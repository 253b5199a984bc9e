//! The value boxing engine
//!
//! Turns a native value plus its unknown/sensitive [Overlay]s into one [BoxedValue] tree.
//!
//! Boxing happens in two phases that write into the same tree:
//! 1. every position the unknown overlay marks `true` becomes [BoxedValue::Unknown]
//! 2. every leaf of the object becomes [BoxedValue::Known]
//!
//! A position can only be written once ([BoxedValue::Omitted] counts as unwritten), so an
//! unknown marking always beats a known value at the same path. Phase 2 never descends below a
//! position that phase 1 already decided is unknown.
use crate::native::{NativeValue, Scalar};
use crate::overlay::{Overlay, OverlayError};
use crate::path::{Path, Step};
use crate::value::BoxedValue;
use crate::visit::VisitLeaves;

/// Box `object` with its unknown and sensitive markings
///
/// The inputs are only read. Nothing is shared between calls.
#[tracing::instrument(level = "trace", skip_all)]
pub fn box_value(object: &NativeValue, unknown: &Overlay, sensitive: &Overlay) -> BoxedValue {
    if unknown.is_all() {
        tracing::trace!("whole value is unknown");
        return BoxedValue::unknown(sensitive.marks(&Path::root()));
    }

    let initial = BoxedValue::empty_like(object, sensitive.marks(&Path::root()));
    let boxed_unknown = box_unknown(object, unknown, sensitive, initial);
    box_known(object, sensitive, boxed_unknown)
}

/// [box_value] with overlays that have not been validated yet
///
/// `None` means there is no overlay. Fails before building anything if an overlay is neither a
/// container, a boolean nor null.
pub fn box_native(
    object: &NativeValue,
    unknown: Option<NativeValue>,
    sensitive: Option<NativeValue>,
) -> Result<BoxedValue, OverlayError> {
    let unknown = Overlay::try_from(unknown)?;
    let sensitive = Overlay::try_from(sensitive)?;

    Ok(box_value(object, &unknown, &sensitive))
}

/// Paths of all leaves in `value`
///
/// A scalar or an empty container yields only its own path, so a scalar root (or `{}`, `[]`)
/// yields just the root path.
pub fn paths(value: &NativeValue) -> Vec<Path> {
    let mut paths = vec![];
    value.visit_leaves(&mut |(path, _): (Path, &NativeValue)| paths.push(path));
    paths
}

/// Known leaf for each path in `paths`
///
/// Containers are boxed empty, their contents are expected to have their own paths. A path
/// that does not exist in `object` boxes as a known `null`.
pub fn known_values(
    paths: &[Path],
    object: &NativeValue,
    sensitive: &Overlay,
) -> Vec<BoxedValue> {
    paths
        .iter()
        .map(|path| {
            let sensitive = sensitive.marks(path);
            match object.get(path) {
                Some(NativeValue::Scalar(scalar)) => BoxedValue::known(scalar.clone(), sensitive),
                Some(NativeValue::Map(_)) => BoxedValue::empty_map(sensitive),
                Some(NativeValue::List(_)) => BoxedValue::empty_list(sensitive),
                None => BoxedValue::known(Scalar::Null, sensitive),
            }
        })
        .collect()
}

/// Unknown leaf for each path in `paths` the unknown overlay marks, `None` for the rest
pub fn unknown_values(
    paths: &[Path],
    unknown: &Overlay,
    sensitive: &Overlay,
) -> Vec<Option<BoxedValue>> {
    paths
        .iter()
        .map(|path| {
            unknown
                .marks(path)
                .then(|| BoxedValue::unknown(sensitive.marks(path)))
        })
        .collect()
}

/// Write `entries` into `initial`, in order
///
/// Missing containers along a path are created as the next step requires (map for a key, list
/// for an index), flagged sensitive if the overlay marks exactly their path. Lists grow with
/// [BoxedValue::Omitted] up to the written index. Positions that already hold anything other
/// than [BoxedValue::Omitted] are kept and the new value is dropped, as is every entry whose
/// path does not fit the shape built so far.
///
/// Without an `initial` container, the root is created from the first entry.
pub fn build(
    entries: impl IntoIterator<Item = (Path, BoxedValue)>,
    sensitive: &Overlay,
    initial: Option<BoxedValue>,
) -> BoxedValue {
    let mut builder = Builder::new(sensitive, initial);
    for (path, value) in entries {
        builder.insert(&path, value);
    }

    builder.root.unwrap_or(BoxedValue::Omitted)
}

#[tracing::instrument(level = "trace", skip_all)]
fn box_unknown(
    object: &NativeValue,
    unknown: &Overlay,
    sensitive: &Overlay,
    initial: Option<BoxedValue>,
) -> Option<BoxedValue> {
    let Some(tree) = unknown.tree() else {
        return initial;
    };

    if initial.is_none() {
        tracing::trace!(
            object = object.kind(),
            overlay = tree.kind(),
            "unknown overlay does not fit a scalar, ignored"
        );
        return None;
    }

    let unknown_paths = paths(tree);
    let unknown_values = unknown_values(&unknown_paths, unknown, sensitive);
    tracing::debug!(paths = unknown_paths.len(), "boxing unknown values");

    let entries = unknown_paths
        .into_iter()
        .zip(unknown_values)
        .filter_map(|(path, value)| value.map(|value| (path, value)));

    Some(build(entries, sensitive, initial))
}

#[tracing::instrument(level = "trace", skip_all)]
fn box_known(object: &NativeValue, sensitive: &Overlay, initial: Option<BoxedValue>) -> BoxedValue {
    let object_paths = paths(object);
    let object_values = known_values(&object_paths, object, sensitive);
    tracing::debug!(paths = object_paths.len(), "boxing known values");

    build(object_paths.into_iter().zip(object_values), sensitive, initial)
}

/// Accumulator for a single [build] call
#[derive(derive_new::new)]
struct Builder<'o> {
    sensitive: &'o Overlay,
    root: Option<BoxedValue>,
}

impl<'o> Builder<'o> {
    fn insert(&mut self, path: &Path, value: BoxedValue) {
        let Some((last, parents)) = path.steps().split_last() else {
            if matches!(self.root, None | Some(BoxedValue::Omitted)) {
                self.root = Some(value);
            } else {
                tracing::trace!("root already occupied");
            }
            return;
        };

        let sensitive = self.sensitive;
        let mut current = self.root.get_or_insert_with(|| {
            let first = parents.first().unwrap_or(last);
            BoxedValue::empty_for(first, sensitive.marks(&Path::root()))
        });

        for (depth, step) in parents.iter().enumerate() {
            let Some(slot) = slot_mut(current, step) else {
                tracing::trace!(%path, %step, "path does not fit, dropped");
                return;
            };

            if slot.is_omitted() {
                let next = &path.steps()[depth + 1];
                *slot = BoxedValue::empty_for(next, sensitive.marks(&path.prefix(depth + 1)));
            }

            current = slot;
        }

        let Some(slot) = slot_mut(current, last) else {
            tracing::trace!(%path, step = %last, "path does not fit, dropped");
            return;
        };

        if slot.is_omitted() {
            *slot = value;
        } else {
            tracing::trace!(%path, "already occupied");
        }
    }
}

/// Position `step` addresses in `container`, created as [BoxedValue::Omitted] if missing
///
/// Lists are backfilled with [BoxedValue::Omitted] so they never have gaps. A digit-only key
/// addresses a list like the index it spells.
fn slot_mut<'a>(container: &'a mut BoxedValue, step: &Step) -> Option<&'a mut BoxedValue> {
    match (container, step) {
        (BoxedValue::Map { entries, .. }, Step::Key(key)) => {
            Some(entries.entry(key.clone()).or_insert(BoxedValue::Omitted))
        }
        (BoxedValue::List { items, .. }, step) => {
            let index = step.as_index()?;
            if items.len() <= index {
                items.resize(index + 1, BoxedValue::Omitted);
            }
            items.get_mut(index)
        }
        _ => None,
    }
}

* * * * * * *

**Action item:** For every line above with the word "initial" in it, make a copy.

**Response box:**
    let initial = BoxedValue::empty_like(object, sensitive.marks(&Path::root()));
    let boxed_unknown = box_unknown(object, unknown, sensitive, initial);
/// Write `entries` into `initial`, in order
/// Without an `initial` container, the root is created from the first entry.
    initial: Option<BoxedValue>,
    let mut builder = Builder::new(sensitive, initial);
    initial: Option<BoxedValue>,
        return initial;
    if initial.is_none() {
    Some(build(entries, sensitive, initial))
fn box_known(object: &NativeValue, sensitive: &Overlay, initial: Option<BoxedValue>) -> BoxedValue {
    build(object_paths.into_iter().zip(object_values), sensitive, initial)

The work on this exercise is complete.